Épilogue : Innocence Lost

64 5 11
                                    

Base militaire de Rome, Territoire de la Fédération, 18h35 heure locale

L'amiral DuMasson était rentré depuis quelques jours à Rome, où il avait pu faire son rapport détaillé sur ce qui avait été baptisé la Bataille de l'Océan Indien. Si la récupération du vaisseau et du Stolas s'était avéré un échec, il avait eu un autre butin à proposer à ses supérieurs ; une prisonnière, une pilote de l'Alliance qui avait couvert la retraite de leur flotte et s'était ainsi isolée du reste de ses troupes, facilitant grandement sa capture.

Mais même une fois sa machine rapatriée sur son vaisseau amiral, la calmer n'avait pas été une partie de plaisir. La jeune femme s'était avérée plus que dangereuse, tuant à mains nues les deux soldats qui étaient venus la récupérer. Bien vite, l'amiral en avait conclu que cette pilote était une Psytype capable de télékinésie, aussi avait-il préféré l'endormir à l'aide d'une seringue tranquillisante tirée par un sniper, assez loin de ses ondes psychiques.

Depuis, elle avait été retenue prisonnière dans une des cellules spéciales du vaisseau amiral, pieds et poings liés. Après quelques jours, l'amiral avait fini par proposer de lui délier les pieds sous bonne conduite ; la jeune fille avait accepté et tenu sa promesse. Lorsqu'ils étaient arrivés à Rome, elle était toujours dans sa cellule, mais complètement libre de ses mouvements.
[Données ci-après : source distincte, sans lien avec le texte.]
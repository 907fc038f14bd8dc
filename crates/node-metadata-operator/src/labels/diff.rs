//! Label diff engine.
//!
//! Pure functions that compute and apply the minimal set of label changes
//! needed to bring a target label map in line with a desired one.

use std::collections::{BTreeMap, BTreeSet};

/// Label map as stored on Kubernetes objects.
pub type LabelSet = BTreeMap<String, String>;

/// Changes required to converge a target label set.
#[derive(Debug, Clone, Default, PartialEq, Eq)]
pub struct LabelDiff {
    /// Keys to create or overwrite, with their new values
    pub upserts: LabelSet,
    /// Keys to delete
    pub removals: BTreeSet<String>,
}

impl LabelDiff {
    #[must_use]
    pub fn is_empty(&self) -> bool {
        self.upserts.is_empty() && self.removals.is_empty()
    }

    /// Number of individual label changes.
    #[must_use]
    pub fn len(&self) -> usize {
        self.upserts.len() + self.removals.len()
    }

    /// Apply this diff to `target` in place.
    pub fn apply(&self, target: &mut LabelSet) {
        for key in &self.removals {
            target.remove(key);
        }
        for (key, value) in &self.upserts {
            target.insert(key.clone(), value.clone());
        }
    }
}

/// Decides which label keys the operator may touch on a given target.
///
/// Keys in a protected domain are neither written nor removed. A key belongs to
/// a domain when its prefix (the part before `/`) equals the domain or is a
/// subdomain of it, so `kubernetes.io` covers `node-role.kubernetes.io/worker`.
#[derive(Debug, Clone, Default, PartialEq, Eq)]
pub struct LabelGuard {
    protected_domains: Vec<String>,
}

impl LabelGuard {
    /// A guard that allows every key.
    #[must_use]
    pub fn permissive() -> Self {
        Self::default()
    }

    #[must_use]
    pub fn with_protected_domains<I, S>(domains: I) -> Self
    where
        I: IntoIterator<Item = S>,
        S: Into<String>,
    {
        Self {
            protected_domains: domains
                .into_iter()
                .map(Into::into)
                .map(|d| d.trim().trim_end_matches('/').to_ascii_lowercase())
                .filter(|d| !d.is_empty())
                .collect(),
        }
    }

    #[must_use]
    pub fn is_protected(&self, key: &str) -> bool {
        let Some((prefix, _)) = key.split_once('/') else {
            return false;
        };
        let prefix = prefix.to_ascii_lowercase();

        self.protected_domains.iter().any(|domain| {
            prefix == *domain
                || prefix
                    .strip_suffix(domain.as_str())
                    .is_some_and(|head| head.ends_with('.'))
        })
    }
}

/// Compute the changes that converge `current` towards `desired`.
///
/// `propagated` holds the keys previously written from the same source; only
/// those are eligible for removal when they drop out of `desired`.
#[must_use]
pub fn compute_diff(
    desired: &LabelSet,
    current: &LabelSet,
    propagated: &BTreeSet<String>,
    guard: &LabelGuard,
) -> LabelDiff {
    let upserts = desired
        .iter()
        .filter(|(key, _)| !guard.is_protected(key))
        .filter(|(key, value)| current.get(*key) != Some(*value))
        .map(|(key, value)| (key.clone(), value.clone()))
        .collect();

    let removals = current
        .keys()
        .filter(|key| !desired.contains_key(*key))
        .filter(|key| propagated.contains(*key))
        .filter(|key| !guard.is_protected(key))
        .cloned()
        .collect();

    LabelDiff { upserts, removals }
}

/// Reconcile `target` against `desired` in place.
///
/// `propagated` is updated to the keys this source owns on the target after the
/// call: previously owned keys that are still desired, plus every key written
/// now. A key whose value already matched and was never owned stays unowned.
/// Returns the diff that was applied.
pub fn reconcile_labels(
    desired: &LabelSet,
    target: &mut LabelSet,
    propagated: &mut BTreeSet<String>,
    guard: &LabelGuard,
) -> LabelDiff {
    let diff = compute_diff(desired, target, propagated, guard);
    diff.apply(target);

    propagated.retain(|key| desired.contains_key(key) && !guard.is_protected(key));
    propagated.extend(diff.upserts.keys().cloned());

    diff
}
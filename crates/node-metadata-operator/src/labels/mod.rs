//! # Label Propagation Primitives
//!
//! - **`diff`**: computes and applies the minimal label changes for a target
//! - **`provenance`**: records which keys on a target were written by propagation

pub mod diff;
pub mod provenance;

pub use diff::{compute_diff, reconcile_labels, LabelDiff, LabelGuard, LabelSet};
pub use provenance::{Provenance, DEFAULT_PROVENANCE_ANNOTATION};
Cependant, une fois arrivée, ses poings avaient à nouveau été liés et un casque opaque isolant les ondes psychiques lui avait été équipé afin de minimiser les risques lors de son transfert.

Elle avait été transportée dans un camion, puis avait été escortée par deux gardes jusqu'à sa destination.

La prisonnière était désormais seule dans une salle. Ses ondes psychiques isolées et sa vue masquée, elle n'arrivait pas à en déterminer la taille ni si elle était seule ou au milieu d'une foule. Elle tremblait depuis son arrivée. Ne plus ressentir les ondes psychiques pendant aussi longtemps était si inhabituel ; c'était comme si on la privait d'un sens à part entière.

— Quel est ton nom ?

Elle avait redressé la tête en provenance de la voix. Elle semblait venir d'un microphone, rendant l'évaluation de la distance de son hôte indéterminable. Elle déglutit sa salive :

— Yang Shao Lan.

Un court silence succéda à sa voix. Elle tremblait de froid et de peur. Qu'allait-il lui arriver ? Où était-elle exactement ?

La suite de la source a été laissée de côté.